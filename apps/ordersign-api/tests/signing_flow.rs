//! End-to-end tests for the signing pipeline, run against a scratch
//! database and artifact store.

use axum::extract::{Path, State};
use axum::Json;
use base64::{engine::general_purpose::STANDARD as BASE64, Engine};
use lopdf::{dictionary, Document, Object};
use ordersign_api::error::ApiError;
use ordersign_api::handlers;
use ordersign_api::models::*;
use ordersign_api::orders;
use ordersign_api::state::{AppState, Config};
use std::sync::Arc;

async fn test_state_in(scratch: &std::path::Path) -> Arc<AppState> {
    std::fs::create_dir_all(scratch).unwrap();
    let config = Config {
        port: 0,
        database_url: format!("sqlite:{}/orders.db?mode=rwc", scratch.display()),
        storage_dir: scratch.join("storage"),
        public_base_url: "http://localhost:3001".to_string(),
    };
    Arc::new(AppState::new(&config).await.unwrap())
}

fn scratch_dir() -> std::path::PathBuf {
    std::env::temp_dir()
        .join("ordersign-flow-tests")
        .join(uuid::Uuid::new_v4().to_string())
}

async fn test_state() -> Arc<AppState> {
    test_state_in(&scratch_dir()).await
}

fn base_pdf() -> Vec<u8> {
    let mut doc = Document::with_version("1.7");
    let page_id = doc.add_object(dictionary! {
        "Type" => "Page",
        "MediaBox" => vec![0.into(), 0.into(), 612.into(), 792.into()],
    });
    let pages_id = doc.add_object(dictionary! {
        "Type" => "Pages",
        "Kids" => vec![Object::Reference(page_id)],
        "Count" => 1,
    });
    if let Ok(page) = doc.get_object_mut(page_id) {
        if let Ok(dict) = page.as_dict_mut() {
            dict.set("Parent", Object::Reference(pages_id));
        }
    }
    let catalog_id = doc.add_object(dictionary! {
        "Type" => "Catalog",
        "Pages" => Object::Reference(pages_id),
    });
    doc.trailer.set("Root", Object::Reference(catalog_id));

    let mut buffer = Vec::new();
    doc.save_to(&mut buffer).unwrap();
    buffer
}

/// Draw a few strokes on a pad and export, exactly as the client would.
fn drawn_signature() -> String {
    let mut pad = signature_pad::SignaturePad::new(400, 200);
    pad.begin_stroke(40.0, 90.0);
    pad.line_to(160.0, 120.0);
    pad.line_to(240.0, 70.0);
    pad.end_stroke();
    let png = pad.export_png().unwrap();
    format!("data:image/png;base64,{}", BASE64.encode(png))
}

async fn create_profile(state: &Arc<AppState>, role: UserRole, email: &str) -> Profile {
    let req = CreateProfileRequest {
        email: email.to_string(),
        full_name: format!("Test {role}"),
        role,
        department: "finance".to_string(),
    };
    let (_, Json(profile)) = handlers::create_profile(State(state.clone()), Json(req))
        .await
        .unwrap();
    profile
}

async fn submit_order(state: &Arc<AppState>, submitter_id: &str) -> Order {
    let req = CreateOrderRequest {
        title: "Budget Q1".to_string(),
        description: "Quarterly budget approval".to_string(),
        department: "finance".to_string(),
        notes: None,
        submitted_by: submitter_id.to_string(),
        document_name: "budget-q1.pdf".to_string(),
        document_base64: BASE64.encode(base_pdf()),
    };
    let (_, Json(order)) = handlers::create_order(State(state.clone()), Json(req))
        .await
        .unwrap();
    order
}

async fn sign(
    state: &Arc<AppState>,
    order_id: &str,
    signer_id: &str,
    payload: String,
) -> Result<Order, ApiError> {
    let req = SignOrderRequest {
        signer_id: signer_id.to_string(),
        signature_data: payload,
    };
    handlers::sign_order(State(state.clone()), Path(order_id.to_string()), Json(req))
        .await
        .map(|Json(order)| order)
}

#[tokio::test]
async fn submitted_order_starts_pending() {
    let state = test_state().await;
    let staff = create_profile(&state, UserRole::Staff, "staff@example.com").await;
    let order = submit_order(&state, &staff.id).await;

    assert_eq!(order.status, OrderStatus::Pending);
    assert!(order.signatures.is_empty());
    assert_eq!(order.title, "Budget Q1");
    let pdf_url = order.pdf_url.expect("submission uploads a document");
    assert!(state.store.fetch(&pdf_url).unwrap().starts_with(b"%PDF-"));
}

#[tokio::test]
async fn director_then_secretary_approve_the_order() {
    let state = test_state().await;
    let staff = create_profile(&state, UserRole::Staff, "staff@example.com").await;
    let director = create_profile(&state, UserRole::Director, "director@example.com").await;
    let secretary = create_profile(&state, UserRole::Secretary, "secretary@example.com").await;
    let responsible =
        create_profile(&state, UserRole::Responsible, "responsible@example.com").await;

    let order = submit_order(&state, &staff.id).await;
    let original_url = order.pdf_url.clone().unwrap();

    let order = sign(&state, &order.id, &director.id, drawn_signature())
        .await
        .unwrap();
    assert_eq!(order.status, OrderStatus::Processing);
    assert_eq!(order.signatures.len(), 1);
    let after_first = order.pdf_url.clone().unwrap();
    assert_ne!(after_first, original_url);

    // The signed revision is a real PDF carrying the director's caption.
    let stamped = state.store.fetch(&after_first).unwrap();
    assert!(lopdf::Document::load_mem(&stamped).is_ok());
    let caption = format!("{} (director)", director.full_name);
    assert!(stamped
        .windows(caption.len())
        .any(|window| window == caption.as_bytes()));

    let order = sign(&state, &order.id, &secretary.id, drawn_signature())
        .await
        .unwrap();
    assert_eq!(order.status, OrderStatus::Approved);
    assert_eq!(order.signatures.len(), 2);
    assert_ne!(order.pdf_url.clone().unwrap(), after_first);

    // Approved orders accept no further signatures, from any role.
    let err = sign(&state, &order.id, &responsible.id, drawn_signature())
        .await
        .unwrap_err();
    assert!(matches!(err, ApiError::OrderClosed));
}

#[tokio::test]
async fn a_signer_may_only_sign_once() {
    let state = test_state().await;
    let staff = create_profile(&state, UserRole::Staff, "staff@example.com").await;
    let director = create_profile(&state, UserRole::Director, "director@example.com").await;
    let order = submit_order(&state, &staff.id).await;

    sign(&state, &order.id, &director.id, drawn_signature())
        .await
        .unwrap();
    let err = sign(&state, &order.id, &director.id, drawn_signature())
        .await
        .unwrap_err();
    assert!(matches!(err, ApiError::DuplicateSignature));

    // The first record is untouched.
    let order = orders::find_order(&state.db, &order.id).await.unwrap();
    assert_eq!(order.signatures.len(), 1);
}

#[tokio::test]
async fn role_policy_is_enforced() {
    let state = test_state().await;
    let staff = create_profile(&state, UserRole::Staff, "staff@example.com").await;
    let director = create_profile(&state, UserRole::Director, "director@example.com").await;
    let order = submit_order(&state, &staff.id).await;

    // Staff cannot sign.
    let err = sign(&state, &order.id, &staff.id, drawn_signature())
        .await
        .unwrap_err();
    assert!(matches!(err, ApiError::Forbidden));

    // Approvers cannot submit.
    let req = CreateOrderRequest {
        title: "Side order".to_string(),
        description: "Should not exist".to_string(),
        department: "finance".to_string(),
        notes: None,
        submitted_by: director.id.clone(),
        document_name: "side.pdf".to_string(),
        document_base64: BASE64.encode(base_pdf()),
    };
    let err = handlers::create_order(State(state.clone()), Json(req))
        .await
        .unwrap_err();
    assert!(matches!(err, ApiError::Forbidden));
}

#[tokio::test]
async fn blank_signatures_are_rejected_without_side_effects() {
    let state = test_state().await;
    let staff = create_profile(&state, UserRole::Staff, "staff@example.com").await;
    let director = create_profile(&state, UserRole::Director, "director@example.com").await;
    let order = submit_order(&state, &staff.id).await;

    let blank = {
        let img = image::RgbaImage::new(64, 32);
        let mut out = Vec::new();
        image::DynamicImage::ImageRgba8(img)
            .write_to(
                &mut std::io::Cursor::new(&mut out),
                image::ImageFormat::Png,
            )
            .unwrap();
        format!("data:image/png;base64,{}", BASE64.encode(out))
    };

    let err = sign(&state, &order.id, &director.id, blank).await.unwrap_err();
    assert!(matches!(err, ApiError::EmptySignature));

    let order = orders::find_order(&state.db, &order.id).await.unwrap();
    assert!(order.signatures.is_empty());
    assert_eq!(order.status, OrderStatus::Pending);
}

#[tokio::test]
async fn signing_without_a_document_fails() {
    let state = test_state().await;
    let staff = create_profile(&state, UserRole::Staff, "staff@example.com").await;
    let director = create_profile(&state, UserRole::Director, "director@example.com").await;

    // An order whose upload never happened: no PDF URL on record.
    let req = CreateOrderRequest {
        title: "No document".to_string(),
        description: "".to_string(),
        department: "finance".to_string(),
        notes: None,
        submitted_by: staff.id.clone(),
        document_name: "missing.pdf".to_string(),
        document_base64: String::new(),
    };
    orders::create_order(&state.db, "order-no-doc", &req, "orders/0-missing.pdf", None)
        .await
        .unwrap();

    let err = sign(&state, "order-no-doc", &director.id, drawn_signature())
        .await
        .unwrap_err();
    assert!(matches!(err, ApiError::MissingDocument));
}

#[tokio::test]
async fn failed_upload_leaves_the_signature_recorded() {
    let scratch = scratch_dir();
    let state = test_state_in(&scratch).await;
    let staff = create_profile(&state, UserRole::Staff, "staff@example.com").await;
    let director = create_profile(&state, UserRole::Director, "director@example.com").await;
    let order = submit_order(&state, &staff.id).await;
    let original_url = order.pdf_url.clone().unwrap();

    // A plain file where the store needs the `signatures/` directory makes
    // the upload step fail while the earlier fetch still succeeds.
    std::fs::write(scratch.join("storage").join("signatures"), b"in the way").unwrap();

    let err = sign(&state, &order.id, &director.id, drawn_signature())
        .await
        .unwrap_err();
    assert!(matches!(err, ApiError::TransientIo(_)), "got {err:?}");

    // The documented inconsistency window: the signature record exists,
    // the order's PDF pointer does not move, and nothing crashed.
    let order = orders::find_order(&state.db, &order.id).await.unwrap();
    assert_eq!(order.signatures.len(), 1);
    assert_eq!(order.pdf_url.as_deref(), Some(original_url.as_str()));
    assert_eq!(order.status, OrderStatus::Processing);
}

#[tokio::test]
async fn rejected_orders_accept_no_signatures() {
    let state = test_state().await;
    let staff = create_profile(&state, UserRole::Staff, "staff@example.com").await;
    let director = create_profile(&state, UserRole::Director, "director@example.com").await;
    let order = submit_order(&state, &staff.id).await;

    let Json(order) = handlers::reject_order(State(state.clone()), Path(order.id.clone()))
        .await
        .unwrap();
    assert_eq!(order.status, OrderStatus::Rejected);

    let err = sign(&state, &order.id, &director.id, drawn_signature())
        .await
        .unwrap_err();
    assert!(matches!(err, ApiError::OrderClosed));
}

#[tokio::test]
async fn deleting_an_order_removes_records_and_artifacts() {
    let state = test_state().await;
    let staff = create_profile(&state, UserRole::Staff, "staff@example.com").await;
    let director = create_profile(&state, UserRole::Director, "director@example.com").await;
    let order = submit_order(&state, &staff.id).await;
    let order = sign(&state, &order.id, &director.id, drawn_signature())
        .await
        .unwrap();
    let document_key = order.document_path.clone();
    let signed_key = state
        .store
        .key_for_url(order.pdf_url.as_deref().unwrap())
        .unwrap();

    let status = handlers::delete_order(State(state.clone()), Path(order.id.clone()))
        .await
        .unwrap();
    assert_eq!(status, axum::http::StatusCode::NO_CONTENT);

    assert!(orders::load_orders(&state.db).await.unwrap().is_empty());
    assert!(matches!(
        state.store.read(&document_key),
        Err(ApiError::ArtifactNotFound(_))
    ));
    assert!(matches!(
        state.store.read(&signed_key),
        Err(ApiError::ArtifactNotFound(_))
    ));
}

#[tokio::test]
async fn orders_list_newest_first_with_signatures_attached() {
    let state = test_state().await;
    let staff = create_profile(&state, UserRole::Staff, "staff@example.com").await;
    let director = create_profile(&state, UserRole::Director, "director@example.com").await;

    let first = submit_order(&state, &staff.id).await;
    tokio::time::sleep(std::time::Duration::from_millis(5)).await;
    let second = submit_order(&state, &staff.id).await;
    sign(&state, &first.id, &director.id, drawn_signature())
        .await
        .unwrap();

    let listed = orders::load_orders(&state.db).await.unwrap();
    assert_eq!(listed.len(), 2);
    assert_eq!(listed[0].id, second.id);
    assert_eq!(listed[1].id, first.id);
    assert_eq!(listed[1].signatures.len(), 1);
    assert_eq!(listed[1].signatures[0].user_id, director.id);
}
----------
Exercise directions: Write out the lines above exactly, but only from the one containing "let second = submit_order(&state, &staff.id).await;" through the last one.

Output of the task:
    let second = submit_order(&state, &staff.id).await;
    sign(&state, &first.id, &director.id, drawn_signature())
        .await
        .unwrap();

    let listed = orders::load_orders(&state.db).await.unwrap();
    assert_eq!(listed.len(), 2);
    assert_eq!(listed[0].id, second.id);
    assert_eq!(listed[1].id, first.id);
    assert_eq!(listed[1].signatures.len(), 1);
    assert_eq!(listed[1].signatures[0].user_id, director.id);
}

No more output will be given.